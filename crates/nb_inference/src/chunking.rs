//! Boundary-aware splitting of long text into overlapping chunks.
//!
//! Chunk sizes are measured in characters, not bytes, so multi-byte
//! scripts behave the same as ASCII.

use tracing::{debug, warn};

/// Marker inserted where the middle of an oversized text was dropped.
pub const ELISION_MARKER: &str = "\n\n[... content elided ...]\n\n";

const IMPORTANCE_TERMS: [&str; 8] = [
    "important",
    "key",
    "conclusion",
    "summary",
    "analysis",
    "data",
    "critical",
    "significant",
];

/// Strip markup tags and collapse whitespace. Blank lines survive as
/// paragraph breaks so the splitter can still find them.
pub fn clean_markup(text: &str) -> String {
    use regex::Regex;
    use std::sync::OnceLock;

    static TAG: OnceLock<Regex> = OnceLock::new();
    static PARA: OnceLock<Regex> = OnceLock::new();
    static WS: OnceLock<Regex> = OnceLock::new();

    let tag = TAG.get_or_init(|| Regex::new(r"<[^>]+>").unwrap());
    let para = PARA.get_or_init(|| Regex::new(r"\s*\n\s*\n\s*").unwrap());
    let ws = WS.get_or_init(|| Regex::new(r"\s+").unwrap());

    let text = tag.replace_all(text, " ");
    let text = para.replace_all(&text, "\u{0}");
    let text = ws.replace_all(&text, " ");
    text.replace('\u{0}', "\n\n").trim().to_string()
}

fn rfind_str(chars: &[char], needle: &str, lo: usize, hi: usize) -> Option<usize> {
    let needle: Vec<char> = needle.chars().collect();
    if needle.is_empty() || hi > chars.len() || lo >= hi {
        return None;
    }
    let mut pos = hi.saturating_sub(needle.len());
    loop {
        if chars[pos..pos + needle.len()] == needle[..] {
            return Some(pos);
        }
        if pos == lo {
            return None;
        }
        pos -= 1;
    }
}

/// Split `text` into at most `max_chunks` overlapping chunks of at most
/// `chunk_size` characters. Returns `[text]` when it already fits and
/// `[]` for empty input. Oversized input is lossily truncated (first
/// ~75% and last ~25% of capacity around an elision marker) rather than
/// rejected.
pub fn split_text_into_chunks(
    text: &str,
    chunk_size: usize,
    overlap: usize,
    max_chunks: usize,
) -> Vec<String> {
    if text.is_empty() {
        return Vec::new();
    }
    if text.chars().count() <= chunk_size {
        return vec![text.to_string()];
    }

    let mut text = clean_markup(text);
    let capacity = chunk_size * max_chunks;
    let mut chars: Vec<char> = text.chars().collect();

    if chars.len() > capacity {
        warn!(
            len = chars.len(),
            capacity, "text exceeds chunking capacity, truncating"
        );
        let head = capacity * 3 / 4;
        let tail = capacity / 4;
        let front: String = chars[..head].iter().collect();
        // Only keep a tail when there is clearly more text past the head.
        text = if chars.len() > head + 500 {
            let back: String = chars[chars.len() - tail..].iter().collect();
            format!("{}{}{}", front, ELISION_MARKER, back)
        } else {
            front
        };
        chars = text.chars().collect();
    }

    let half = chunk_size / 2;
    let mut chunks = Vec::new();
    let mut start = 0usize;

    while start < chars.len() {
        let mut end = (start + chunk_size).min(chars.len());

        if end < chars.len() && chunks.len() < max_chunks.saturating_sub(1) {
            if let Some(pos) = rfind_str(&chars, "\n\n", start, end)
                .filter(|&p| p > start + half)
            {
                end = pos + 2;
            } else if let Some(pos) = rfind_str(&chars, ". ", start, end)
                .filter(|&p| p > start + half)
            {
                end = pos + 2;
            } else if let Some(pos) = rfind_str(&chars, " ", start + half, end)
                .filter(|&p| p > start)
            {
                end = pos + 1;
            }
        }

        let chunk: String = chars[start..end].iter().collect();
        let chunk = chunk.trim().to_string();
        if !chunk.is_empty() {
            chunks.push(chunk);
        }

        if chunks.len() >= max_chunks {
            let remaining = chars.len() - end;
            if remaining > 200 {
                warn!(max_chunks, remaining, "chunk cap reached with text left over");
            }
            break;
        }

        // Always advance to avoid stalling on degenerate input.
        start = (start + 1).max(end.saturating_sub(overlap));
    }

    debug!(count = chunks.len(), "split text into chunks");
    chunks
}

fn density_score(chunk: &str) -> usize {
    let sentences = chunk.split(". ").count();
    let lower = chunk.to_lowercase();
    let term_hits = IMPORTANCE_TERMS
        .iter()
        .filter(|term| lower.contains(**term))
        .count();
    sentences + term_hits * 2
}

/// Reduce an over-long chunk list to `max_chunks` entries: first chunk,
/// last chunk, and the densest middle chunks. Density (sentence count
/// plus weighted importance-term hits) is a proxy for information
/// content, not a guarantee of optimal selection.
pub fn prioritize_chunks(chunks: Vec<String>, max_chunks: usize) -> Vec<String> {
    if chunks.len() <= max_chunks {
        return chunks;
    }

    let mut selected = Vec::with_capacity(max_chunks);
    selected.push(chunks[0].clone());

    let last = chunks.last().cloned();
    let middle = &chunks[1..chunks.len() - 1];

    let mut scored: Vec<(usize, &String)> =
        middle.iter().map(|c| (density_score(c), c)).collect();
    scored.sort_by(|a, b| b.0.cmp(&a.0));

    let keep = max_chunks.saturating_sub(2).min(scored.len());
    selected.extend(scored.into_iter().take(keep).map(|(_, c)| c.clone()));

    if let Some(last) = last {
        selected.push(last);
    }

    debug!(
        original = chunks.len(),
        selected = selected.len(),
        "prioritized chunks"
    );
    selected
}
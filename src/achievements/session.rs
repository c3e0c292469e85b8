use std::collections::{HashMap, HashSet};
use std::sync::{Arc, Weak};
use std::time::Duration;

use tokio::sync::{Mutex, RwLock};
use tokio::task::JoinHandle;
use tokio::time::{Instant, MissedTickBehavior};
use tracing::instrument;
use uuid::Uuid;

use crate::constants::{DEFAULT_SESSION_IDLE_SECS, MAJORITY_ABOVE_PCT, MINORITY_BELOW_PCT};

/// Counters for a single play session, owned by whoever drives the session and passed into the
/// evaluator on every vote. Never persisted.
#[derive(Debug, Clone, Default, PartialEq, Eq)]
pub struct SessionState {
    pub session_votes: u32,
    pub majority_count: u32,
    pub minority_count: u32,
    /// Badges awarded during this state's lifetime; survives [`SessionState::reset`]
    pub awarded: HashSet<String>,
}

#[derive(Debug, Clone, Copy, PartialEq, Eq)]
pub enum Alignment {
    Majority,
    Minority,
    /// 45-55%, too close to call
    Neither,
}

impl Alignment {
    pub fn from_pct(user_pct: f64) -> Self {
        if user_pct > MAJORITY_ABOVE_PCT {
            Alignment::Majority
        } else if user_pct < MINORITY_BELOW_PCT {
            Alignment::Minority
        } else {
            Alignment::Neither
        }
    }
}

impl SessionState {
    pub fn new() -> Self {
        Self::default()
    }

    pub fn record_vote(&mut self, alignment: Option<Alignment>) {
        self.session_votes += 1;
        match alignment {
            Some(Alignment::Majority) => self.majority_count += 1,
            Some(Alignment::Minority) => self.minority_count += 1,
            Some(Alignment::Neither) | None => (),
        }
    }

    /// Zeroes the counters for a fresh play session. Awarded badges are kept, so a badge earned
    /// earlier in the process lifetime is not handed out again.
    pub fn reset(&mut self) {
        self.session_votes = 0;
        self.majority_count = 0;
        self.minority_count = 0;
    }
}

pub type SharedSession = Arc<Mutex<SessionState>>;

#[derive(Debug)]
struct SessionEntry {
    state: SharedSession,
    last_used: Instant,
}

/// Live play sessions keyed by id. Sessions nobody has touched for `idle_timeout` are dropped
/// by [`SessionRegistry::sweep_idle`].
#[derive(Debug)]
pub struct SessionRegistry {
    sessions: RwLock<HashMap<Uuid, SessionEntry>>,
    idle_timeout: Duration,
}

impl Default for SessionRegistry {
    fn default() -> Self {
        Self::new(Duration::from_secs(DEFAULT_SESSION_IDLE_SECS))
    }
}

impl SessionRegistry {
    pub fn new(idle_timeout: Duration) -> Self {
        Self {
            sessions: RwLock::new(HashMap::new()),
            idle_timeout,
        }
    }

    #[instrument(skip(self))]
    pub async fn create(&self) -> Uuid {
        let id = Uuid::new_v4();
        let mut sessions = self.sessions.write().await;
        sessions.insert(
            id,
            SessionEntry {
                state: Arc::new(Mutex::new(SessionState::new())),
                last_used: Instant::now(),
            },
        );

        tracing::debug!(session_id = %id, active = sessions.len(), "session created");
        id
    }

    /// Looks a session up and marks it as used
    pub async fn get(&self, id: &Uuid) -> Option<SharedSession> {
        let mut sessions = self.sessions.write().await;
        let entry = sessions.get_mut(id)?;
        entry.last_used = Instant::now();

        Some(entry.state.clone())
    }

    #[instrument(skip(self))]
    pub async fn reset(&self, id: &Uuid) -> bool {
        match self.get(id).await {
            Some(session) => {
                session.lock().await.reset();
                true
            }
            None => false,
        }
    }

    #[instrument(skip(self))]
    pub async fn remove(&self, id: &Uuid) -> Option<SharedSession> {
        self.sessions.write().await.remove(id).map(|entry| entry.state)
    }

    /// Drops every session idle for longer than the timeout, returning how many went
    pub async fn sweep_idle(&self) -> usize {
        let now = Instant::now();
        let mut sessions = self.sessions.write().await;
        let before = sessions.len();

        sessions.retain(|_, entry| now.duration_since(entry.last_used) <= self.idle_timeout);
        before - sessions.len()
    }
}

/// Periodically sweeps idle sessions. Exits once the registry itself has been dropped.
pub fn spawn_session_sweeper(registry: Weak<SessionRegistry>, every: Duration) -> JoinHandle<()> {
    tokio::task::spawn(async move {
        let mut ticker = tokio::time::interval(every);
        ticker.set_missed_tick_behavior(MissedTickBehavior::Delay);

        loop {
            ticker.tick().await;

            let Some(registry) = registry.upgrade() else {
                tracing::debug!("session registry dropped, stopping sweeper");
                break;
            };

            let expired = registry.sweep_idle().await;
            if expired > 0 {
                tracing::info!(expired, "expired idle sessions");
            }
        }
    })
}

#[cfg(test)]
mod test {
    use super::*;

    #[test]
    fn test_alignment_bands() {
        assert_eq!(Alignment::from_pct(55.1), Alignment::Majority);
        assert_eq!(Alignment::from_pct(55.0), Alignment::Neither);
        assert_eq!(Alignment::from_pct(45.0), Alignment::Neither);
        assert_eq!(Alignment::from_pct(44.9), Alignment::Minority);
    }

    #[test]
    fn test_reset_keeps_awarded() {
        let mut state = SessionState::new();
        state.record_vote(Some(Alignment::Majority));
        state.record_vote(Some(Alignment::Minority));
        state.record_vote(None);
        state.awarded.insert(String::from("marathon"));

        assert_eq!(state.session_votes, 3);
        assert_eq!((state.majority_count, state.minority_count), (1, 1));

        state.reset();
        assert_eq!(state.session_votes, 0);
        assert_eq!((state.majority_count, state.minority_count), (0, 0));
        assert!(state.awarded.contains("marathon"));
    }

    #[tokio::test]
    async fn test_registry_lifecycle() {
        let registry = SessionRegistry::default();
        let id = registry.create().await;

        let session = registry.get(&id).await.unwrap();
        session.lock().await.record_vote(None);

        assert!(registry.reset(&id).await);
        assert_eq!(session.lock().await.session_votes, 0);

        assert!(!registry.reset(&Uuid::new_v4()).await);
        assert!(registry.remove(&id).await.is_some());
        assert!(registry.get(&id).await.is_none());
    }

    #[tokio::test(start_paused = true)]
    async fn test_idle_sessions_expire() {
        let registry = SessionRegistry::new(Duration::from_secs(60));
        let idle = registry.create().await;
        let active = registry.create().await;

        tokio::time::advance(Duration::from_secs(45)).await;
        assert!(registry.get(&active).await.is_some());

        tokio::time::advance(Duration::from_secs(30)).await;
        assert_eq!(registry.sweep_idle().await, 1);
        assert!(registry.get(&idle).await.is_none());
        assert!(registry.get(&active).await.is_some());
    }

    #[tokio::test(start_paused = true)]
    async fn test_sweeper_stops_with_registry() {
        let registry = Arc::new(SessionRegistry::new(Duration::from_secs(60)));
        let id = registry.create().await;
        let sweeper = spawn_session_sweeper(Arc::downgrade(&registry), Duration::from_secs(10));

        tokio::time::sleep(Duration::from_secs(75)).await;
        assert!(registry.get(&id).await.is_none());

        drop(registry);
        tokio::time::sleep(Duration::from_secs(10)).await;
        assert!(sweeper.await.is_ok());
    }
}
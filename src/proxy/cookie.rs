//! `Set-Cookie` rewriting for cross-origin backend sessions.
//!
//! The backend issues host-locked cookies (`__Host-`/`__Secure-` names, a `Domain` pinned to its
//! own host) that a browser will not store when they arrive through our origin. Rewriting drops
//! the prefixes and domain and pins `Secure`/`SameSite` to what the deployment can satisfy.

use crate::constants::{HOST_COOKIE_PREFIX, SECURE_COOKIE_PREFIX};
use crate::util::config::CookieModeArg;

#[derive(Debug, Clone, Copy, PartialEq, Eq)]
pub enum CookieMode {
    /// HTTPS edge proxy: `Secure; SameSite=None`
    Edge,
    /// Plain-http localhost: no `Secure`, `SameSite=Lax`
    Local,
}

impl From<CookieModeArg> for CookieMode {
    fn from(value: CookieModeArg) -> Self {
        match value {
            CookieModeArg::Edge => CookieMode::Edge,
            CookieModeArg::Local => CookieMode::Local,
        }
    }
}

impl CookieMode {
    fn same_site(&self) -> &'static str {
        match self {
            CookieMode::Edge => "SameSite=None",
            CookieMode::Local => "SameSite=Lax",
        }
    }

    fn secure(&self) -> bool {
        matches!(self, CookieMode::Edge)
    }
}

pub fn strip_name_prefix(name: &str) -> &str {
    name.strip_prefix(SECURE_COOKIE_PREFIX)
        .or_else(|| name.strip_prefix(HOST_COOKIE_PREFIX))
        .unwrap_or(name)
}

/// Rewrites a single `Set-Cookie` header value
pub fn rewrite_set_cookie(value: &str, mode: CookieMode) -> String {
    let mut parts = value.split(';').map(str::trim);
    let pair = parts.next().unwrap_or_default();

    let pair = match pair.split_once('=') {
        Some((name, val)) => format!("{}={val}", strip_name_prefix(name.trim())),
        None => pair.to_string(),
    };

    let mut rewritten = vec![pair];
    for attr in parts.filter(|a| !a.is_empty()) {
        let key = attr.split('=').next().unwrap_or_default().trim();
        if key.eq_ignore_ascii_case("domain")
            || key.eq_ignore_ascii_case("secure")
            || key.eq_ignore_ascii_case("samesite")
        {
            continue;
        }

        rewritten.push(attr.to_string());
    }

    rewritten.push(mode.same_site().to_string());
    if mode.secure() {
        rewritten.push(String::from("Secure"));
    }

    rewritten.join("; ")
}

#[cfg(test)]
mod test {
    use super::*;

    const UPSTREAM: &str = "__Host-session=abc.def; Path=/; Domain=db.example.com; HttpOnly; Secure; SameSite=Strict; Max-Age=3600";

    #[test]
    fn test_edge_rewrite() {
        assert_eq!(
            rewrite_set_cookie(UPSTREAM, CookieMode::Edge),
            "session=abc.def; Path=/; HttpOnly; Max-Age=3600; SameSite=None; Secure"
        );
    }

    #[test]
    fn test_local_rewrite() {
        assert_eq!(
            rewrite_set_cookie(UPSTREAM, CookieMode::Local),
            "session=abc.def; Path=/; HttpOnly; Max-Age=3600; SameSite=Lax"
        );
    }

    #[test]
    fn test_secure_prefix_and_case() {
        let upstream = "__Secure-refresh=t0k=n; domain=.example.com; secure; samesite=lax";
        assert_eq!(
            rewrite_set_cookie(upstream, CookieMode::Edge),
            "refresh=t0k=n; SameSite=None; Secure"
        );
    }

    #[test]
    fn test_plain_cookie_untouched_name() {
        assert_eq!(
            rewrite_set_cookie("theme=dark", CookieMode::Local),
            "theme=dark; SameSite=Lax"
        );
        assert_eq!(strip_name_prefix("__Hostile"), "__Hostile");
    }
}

*****

● **About this task**: With "Neither" as the search word, count the matching lines in the records and give the number alone.

● **Result below**: 5